**DESCRIPTION OF THE TASK**
Return every line of the listing that includes the string "content".

**EXERCISE DATA**
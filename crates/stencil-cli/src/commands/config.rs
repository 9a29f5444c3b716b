//! `stencil config`: inspect configuration values.

use crate::{
    cli::ConfigCommands,
    config::AppConfig,
    error::{CliError, CliResult},
    output::OutputManager,
};

/// Dispatch to the correct config subcommand.
pub fn execute(cmd: ConfigCommands, config: AppConfig, output: OutputManager) -> CliResult<()> {
    match cmd {
        ConfigCommands::Get { key } => {
            output.data(&get_config_value(&config, &key)?)?;
        }

        ConfigCommands::List => {
            output.header("Current Configuration:")?;
            let serialised =
                toml::to_string_pretty(&config).map_err(|e| CliError::ConfigError {
                    message: format!("Failed to serialise config: {e}"),
                    source: Some(Box::new(e)),
                })?;
            output.data(serialised.trim_end())?;
        }

        ConfigCommands::Path => {
            output.data(&AppConfig::config_path().display().to_string())?;
        }
    }

    Ok(())
}

// ── helpers ───────────────────────────────────────────────────────────────────

fn get_config_value(config: &AppConfig, key: &str) -> CliResult<String> {
    match key {
        "resolver.package_manager" => Ok(config.resolver.package_manager.to_string()),
        "resolver.strategy" => Ok(config.resolver.strategy.to_string()),
        "resolver.verbose" => Ok(config.resolver.verbose.to_string()),
        "templates.own_path" => Ok(config
            .templates
            .own_path
            .as_ref()
            .map(|p| p.display().to_string())
            .unwrap_or_default()),
        "output.no_color" => Ok(config.output.no_color.to_string()),
        _ => Err(CliError::ConfigError {
            message: format!("Unknown config key: '{key}'"),
            source: None,
        }),
    }
}

// ── tests ─────────────────────────────────────────────────────────────────────
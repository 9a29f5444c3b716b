//! Local filesystem adapter using std::fs.

use std::io;
use std::path::Path;

use stencil_core::{
    application::{ApplicationError, ports::Filesystem},
    error::{StencilError, StencilResult},
};
use tracing::debug;

/// Production filesystem implementation using `std::fs`.
#[derive(Debug, Clone, Copy)]
pub struct LocalFilesystem;

impl LocalFilesystem {
    /// Create a new local filesystem adapter.
    pub fn new() -> Self {
        Self
    }
}

impl Default for LocalFilesystem {
    fn default() -> Self {
        Self::new()
    }
}

impl Filesystem for LocalFilesystem {
    fn exists(&self, path: &Path) -> bool {
        path.exists()
    }

    fn read_to_string(&self, path: &Path) -> StencilResult<String> {
        std::fs::read_to_string(path).map_err(|e| map_io_error(path, e, "read file"))
    }

    fn create_dir_all(&self, path: &Path) -> StencilResult<()> {
        std::fs::create_dir_all(path).map_err(|e| map_io_error(path, e, "create directory"))
    }

    fn write_file(&self, path: &Path, content: &str) -> StencilResult<()> {
        std::fs::write(path, content).map_err(|e| map_io_error(path, e, "write file"))
    }

    fn remove_dir_all(&self, path: &Path) -> StencilResult<()> {
        match std::fs::remove_dir_all(path) {
            Ok(()) => Ok(()),
            // Someone else got there first.
            Err(e) if e.kind() == io::ErrorKind::NotFound => {
                debug!(path = %path.display(), "directory already gone");
                Ok(())
            }
            Err(e) => Err(map_io_error(path, e, "remove directory")),
        }
    }
}

fn map_io_error(path: &Path, e: io::Error, operation: &str) -> StencilError {
    ApplicationError::FilesystemError {
        path: path.to_path_buf(),
        reason: format!("Failed to {}: {}", operation, e),
    }
    .into()
}
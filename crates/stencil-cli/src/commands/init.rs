//! `stencil init`: create a default configuration file.

use crate::{
    cli::InitArgs,
    config::AppConfig,
    error::{CliError, CliResult, IntoCli},
    output::OutputManager,
};

/// Create a default Stencil configuration file.
pub fn execute(args: InitArgs, output: OutputManager) -> CliResult<()> {
    output.info("Initialising configuration...")?;

    let config_path = AppConfig::config_path();

    // Bail early if the file already exists and --force was not given.
    if config_path.exists() && !args.force {
        output.warning(&format!(
            "Config already exists at {}  (use --force to overwrite)",
            config_path.display(),
        ))?;
        return Ok(());
    }

    let toml = toml::to_string_pretty(&AppConfig::default()).map_err(|e| CliError::ConfigError {
        message: format!("Failed to serialise default config: {e}"),
        source: Some(Box::new(e)),
    })?;

    if let Some(parent) = config_path.parent() {
        std::fs::create_dir_all(parent).with_cli_context(|| {
            format!("Failed to create config directory '{}'", parent.display())
        })?;
    }

    std::fs::write(&config_path, &toml)
        .with_cli_context(|| format!("Failed to write config to '{}'", config_path.display()))?;

    output.success(&format!(
        "Configuration created at {}",
        config_path.display(),
    ))?;

    Ok(())
}
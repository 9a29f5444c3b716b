//! Application services - orchestrate use cases.

pub mod template_resolver;

pub use template_resolver::{
    DEFAULT_TEMPLATE_DIR, InstallOptions, TEMP_INSTALL_DIR, TemplateResolver, default_template_dir,
    temp_install_dir,
};
//! Filesystem adapters.

mod local;
mod memory;

pub use local::LocalFilesystem;
pub use memory::MemoryFilesystem;
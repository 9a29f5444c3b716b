//! Flags accepted by every subcommand, and what they mean for logging.

use std::path::PathBuf;

use clap::{ArgAction, Args, builder::FalseyValueParser};

/// Verbosity, colour and config-file flags shared by all commands.
#[derive(Debug, Clone, Default, Args)]
pub struct GlobalArgs {
    /// Log more: `-v` info, `-vv` debug, `-vvv` trace.
    ///
    /// Also adds the error chain to failure messages.
    #[arg(short, long, action = ArgAction::Count, global = true)]
    pub verbose: u8,

    /// Only print errors and requested data.
    #[arg(short, long, global = true, conflicts_with = "verbose")]
    pub quiet: bool,

    /// Plain output without ANSI colours.
    ///
    /// `NO_COLOR` set to anything but an explicit false (`0`, `false`,
    /// `no`, `off`, empty) has the same effect.
    #[arg(
        long,
        global = true,
        env = "NO_COLOR",
        action = ArgAction::SetTrue,
        value_parser = FalseyValueParser::new()
    )]
    pub no_color: bool,

    /// Read settings from FILE instead of the user config file.
    #[arg(short, long, global = true, value_name = "FILE")]
    pub config: Option<PathBuf>,
}

impl GlobalArgs {
    /// Filter level for our crates. `--quiet` wins over `-v`.
    pub fn log_level(&self) -> &'static str {
        if self.quiet {
            return "error";
        }
        match self.verbose {
            0 => "warn",
            1 => "info",
            2 => "debug",
            _ => "trace",
        }
    }

    /// Whether failures should print their full cause chain.
    pub fn detailed_errors(&self) -> bool {
        self.verbose > 0
    }
}

#[cfg(test)]
mod tests {
    use super::*;
    use crate::cli::Cli;
    use clap::Parser;

    fn args(verbose: u8, quiet: bool) -> GlobalArgs {
        GlobalArgs {
            verbose,
            quiet,
            ..GlobalArgs::default()
        }
    }

    #[test]
    fn level_steps_up_with_verbosity() {
        assert_eq!(args(0, false).log_level(), "warn");
        assert_eq!(args(1, false).log_level(), "info");
        assert_eq!(args(2, false).log_level(), "debug");
        assert_eq!(args(3, false).log_level(), "trace");
        assert_eq!(args(10, false).log_level(), "trace");
    }

    #[test]
    fn quiet_overrides_verbose() {
        assert_eq!(args(3, true).log_level(), "error");
        assert!(!args(0, true).detailed_errors());
        assert!(args(1, false).detailed_errors());
    }

    #[test]
    fn flags_parse_after_the_subcommand() {
        let cli = Cli::parse_from(["stencil", "cleanup", "--no-color", "-vv", "-c", "s.toml"]);

        assert!(cli.global.no_color);
        assert_eq!(cli.global.verbose, 2);
        assert_eq!(cli.global.config, Some(PathBuf::from("s.toml")));
    }
}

**RESPONSE AREA**
    fn write_file(&self, path: &Path, content: &str) -> StencilResult<()> {
        std::fs::write(path, content).map_err(|e| map_io_error(path, e, "write file"))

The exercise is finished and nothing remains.